(Stored data)
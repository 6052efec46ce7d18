// src/services/extract.rs

//! Board markup extractors.
//!
//! Each supported page layout has one [`Extractor`] turning a page body into
//! candidate items in document order. Extractors never fetch anything.

use scraper::{ElementRef, Html, Selector};
use url::Url;

use crate::error::{AppError, Result};
use crate::models::{Item, MarkupKind};
use crate::utils::{clean_text, resolve_url};

/// Turns one page body into candidate items.
pub trait Extractor: Send + Sync {
    /// Extract `(title, link)` items; relative links resolve against `base`.
    fn extract(&self, body: &str, base: &Url) -> Result<Vec<Item>>;
}

/// Return the extractor for a markup shape.
pub fn extractor_for(kind: MarkupKind) -> Box<dyn Extractor> {
    match kind {
        MarkupKind::InfocomSubject => Box::new(InfocomExtractor),
        MarkupKind::ScatchNotice => Box::new(ScatchExtractor),
        MarkupKind::DisuTable => Box::new(DisuExtractor),
    }
}

fn parse_selector(s: &str) -> Result<Selector> {
    Selector::parse(s).map_err(|e| AppError::selector(s, format!("{e:?}")))
}

fn element_text(el: ElementRef<'_>) -> String {
    clean_text(&el.text().collect::<String>())
}

/// Resolve the `href` of an anchor, or an empty link when there is none.
fn anchor_link(anchor: Option<ElementRef<'_>>, base: &Url) -> String {
    anchor
        .and_then(|a| a.value().attr("href"))
        .map(str::trim)
        .filter(|href| !href.is_empty())
        .map(|href| resolve_url(base, href))
        .unwrap_or_default()
}

/// infocom.ssu.ac.kr undergraduate and graduate boards.
///
/// Every post is a `div.subject.on` whose first `span` holds the title; the
/// whole row is wrapped in the post's `<a>`.
pub struct InfocomExtractor;

impl Extractor for InfocomExtractor {
    fn extract(&self, body: &str, base: &Url) -> Result<Vec<Item>> {
        let document = Html::parse_document(body);
        let post_sel = parse_selector("div.subject.on")?;
        let title_sel = parse_selector("span")?;

        let items = document
            .select(&post_sel)
            .map(|post| {
                let title = post
                    .select(&title_sel)
                    .next()
                    .map(element_text)
                    .unwrap_or_default();
                let anchor = post
                    .ancestors()
                    .filter_map(ElementRef::wrap)
                    .find(|el| el.value().name() == "a");
                Item::new(title, anchor_link(anchor, base))
            })
            .collect();
        Ok(items)
    }
}

/// scatch.ssu.ac.kr notice list.
pub struct ScatchExtractor;

impl Extractor for ScatchExtractor {
    fn extract(&self, body: &str, base: &Url) -> Result<Vec<Item>> {
        let document = Html::parse_document(body);
        let post_sel = parse_selector("div.notice_col3")?;
        // "blcok" is the class name the site actually uses
        let title_sel = parse_selector("span.d-inline-blcok.m-pt-5")?;
        let link_sel = parse_selector("a")?;

        let items = document
            .select(&post_sel)
            .map(|post| {
                let title = post
                    .select(&title_sel)
                    .next()
                    .map(element_text)
                    .unwrap_or_default();
                Item::new(title, anchor_link(post.select(&link_sel).next(), base))
            })
            .collect();
        Ok(items)
    }
}

/// disu.ac.kr community notice table.
///
/// Rows without a title cell (headers, spacers) are skipped. The mobile-only
/// category label is prefixed to the title.
pub struct DisuExtractor;

impl Extractor for DisuExtractor {
    fn extract(&self, body: &str, base: &Url) -> Result<Vec<Item>> {
        let document = Html::parse_document(body);
        let row_sel = parse_selector("#zcmsprogram > div > table > tbody > tr")?;
        let cell_sel = parse_selector("td.title.noti-tit")?;
        let category_sel = parse_selector("span.hidden-md-up")?;
        let link_sel = parse_selector("a")?;

        let mut items = Vec::new();
        for row in document.select(&row_sel) {
            let Some(cell) = row.select(&cell_sel).next() else {
                continue;
            };
            let anchor = cell.select(&link_sel).next();
            let title = match anchor {
                Some(a) => {
                    let category = cell
                        .select(&category_sel)
                        .next()
                        .map(element_text)
                        .unwrap_or_default();
                    clean_text(&format!("{category} {}", element_text(a)))
                }
                None => String::new(),
            };
            items.push(Item::new(title, anchor_link(anchor, base)));
        }
        Ok(items)
    }
}

#[cfg(test)]
mod tests {
    use super::*;

    fn base(url: &str) -> Url {
        Url::parse(url).unwrap()
    }

    const INFOCOM_PAGE: &str = r#"
        <html><body><ul class="list">
          <li><a href="/kor/notice/view.php?idx=201">
            <div class="subject on"><span>[학사] 2학기 수강신청 안내</span><em>new</em></div>
          </a></li>
          <li><a href="http://infocom.ssu.ac.kr/kor/notice/view.php?idx=200">
            <div class="subject on"><span>
                졸업시험 일정
            </span></div>
          </a></li>
          <li><div class="subject on"><span>링크 없는 글</span></div></li>
          <li><a href="/kor/notice/view.php?idx=199"><div class="subject"><span>비활성</span></div></a></li>
        </ul></body></html>
    "#;

    #[test]
    fn test_infocom_extracts_in_document_order() {
        let items = InfocomExtractor
            .extract(
                INFOCOM_PAGE,
                &base("http://infocom.ssu.ac.kr/kor/notice/undergraduate.php"),
            )
            .unwrap();

        assert_eq!(items.len(), 3);
        assert_eq!(items[0].title, "[학사] 2학기 수강신청 안내");
        assert_eq!(
            items[0].link,
            "http://infocom.ssu.ac.kr/kor/notice/view.php?idx=201"
        );
        assert_eq!(items[1].title, "졸업시험 일정");
        assert_eq!(
            items[1].link,
            "http://infocom.ssu.ac.kr/kor/notice/view.php?idx=200"
        );
        assert_eq!(items[2].title, "링크 없는 글");
        assert!(items[2].link.is_empty());
    }

    #[test]
    fn test_scatch_extracts_title_and_link() {
        let page = r#"
            <div class="notice-lists">
              <div class="notice_col3">
                <a href="https://scatch.ssu.ac.kr/공지사항/?slug=abc&amp;category=학사">
                  <span class="d-inline-blcok m-pt-5"> 2025학년도 장학 안내 </span>
                </a>
              </div>
              <div class="notice_col3">
                <a href="/공지사항/?slug=def"><strong>제목 없음</strong></a>
              </div>
              <div class="notice_col3"><span class="d-inline-blcok m-pt-5">앵커 없음</span></div>
            </div>
        "#;
        let items = ScatchExtractor
            .extract(page, &base("https://scatch.ssu.ac.kr/%ea%b3%b5%ec%a7%80%ec%82%ac%ed%95%ad/"))
            .unwrap();

        assert_eq!(items.len(), 3);
        assert_eq!(items[0].title, "2025학년도 장학 안내");
        assert_eq!(
            items[0].link,
            "https://scatch.ssu.ac.kr/공지사항/?slug=abc&category=학사"
        );
        assert_eq!(items[1].title, "");
        assert_eq!(items[1].link, "https://scatch.ssu.ac.kr/공지사항/?slug=def");
        assert_eq!(items[2].title, "앵커 없음");
        assert_eq!(items[2].link, "");
    }

    #[test]
    fn test_disu_prefixes_category_and_skips_headerless_rows() {
        let page = r#"
            <div id="zcmsprogram"><div><table>
              <tbody>
                <tr><td class="num">번호</td><td class="subject">제목</td></tr>
                <tr>
                  <td class="title noti-tit">
                    <span class="hidden-md-up">[학부]</span>
                    <a href="/community/notice?cidx=38&amp;idx=77">  연구실 인턴 모집 </a>
                  </td>
                </tr>
                <tr><td class="title noti-tit"><a href="https://www.disu.ac.kr/community/notice?idx=78">세미나</a></td></tr>
                <tr><td class="title noti-tit">삭제된 글</td></tr>
              </tbody>
            </table></div></div>
        "#;
        let items = DisuExtractor
            .extract(page, &base("https://www.disu.ac.kr/community/notice?cidx=38"))
            .unwrap();

        assert_eq!(items.len(), 3);
        assert_eq!(items[0].title, "[학부] 연구실 인턴 모집");
        assert_eq!(
            items[0].link,
            "https://www.disu.ac.kr/community/notice?cidx=38&idx=77"
        );
        assert_eq!(items[1].title, "세미나");
        assert_eq!(items[2], Item::new("", ""));
    }

    #[test]
    fn test_unrelated_markup_yields_nothing() {
        let base = base("https://example.com/");
        for kind in [
            MarkupKind::InfocomSubject,
            MarkupKind::ScatchNotice,
            MarkupKind::DisuTable,
        ] {
            let items = extractor_for(kind)
                .extract("<html><body><p>점검 중</p></body></html>", &base)
                .unwrap();
            assert!(items.is_empty());
        }
    }

    #[test]
    fn test_parse_selector_invalid() {
        assert!(parse_selector("[[invalid").is_err());
    }
}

■ Exercise description ■
The answer must be every line of the entries that includes the word "inline".

■ Answer box ■
        let title_sel = parse_selector("span.d-inline-blcok.m-pt-5")?;
                  <span class="d-inline-blcok m-pt-5"> 2025학년도 장학 안내 </span>
              <div class="notice_col3"><span class="d-inline-blcok m-pt-5">앵커 없음</span></div>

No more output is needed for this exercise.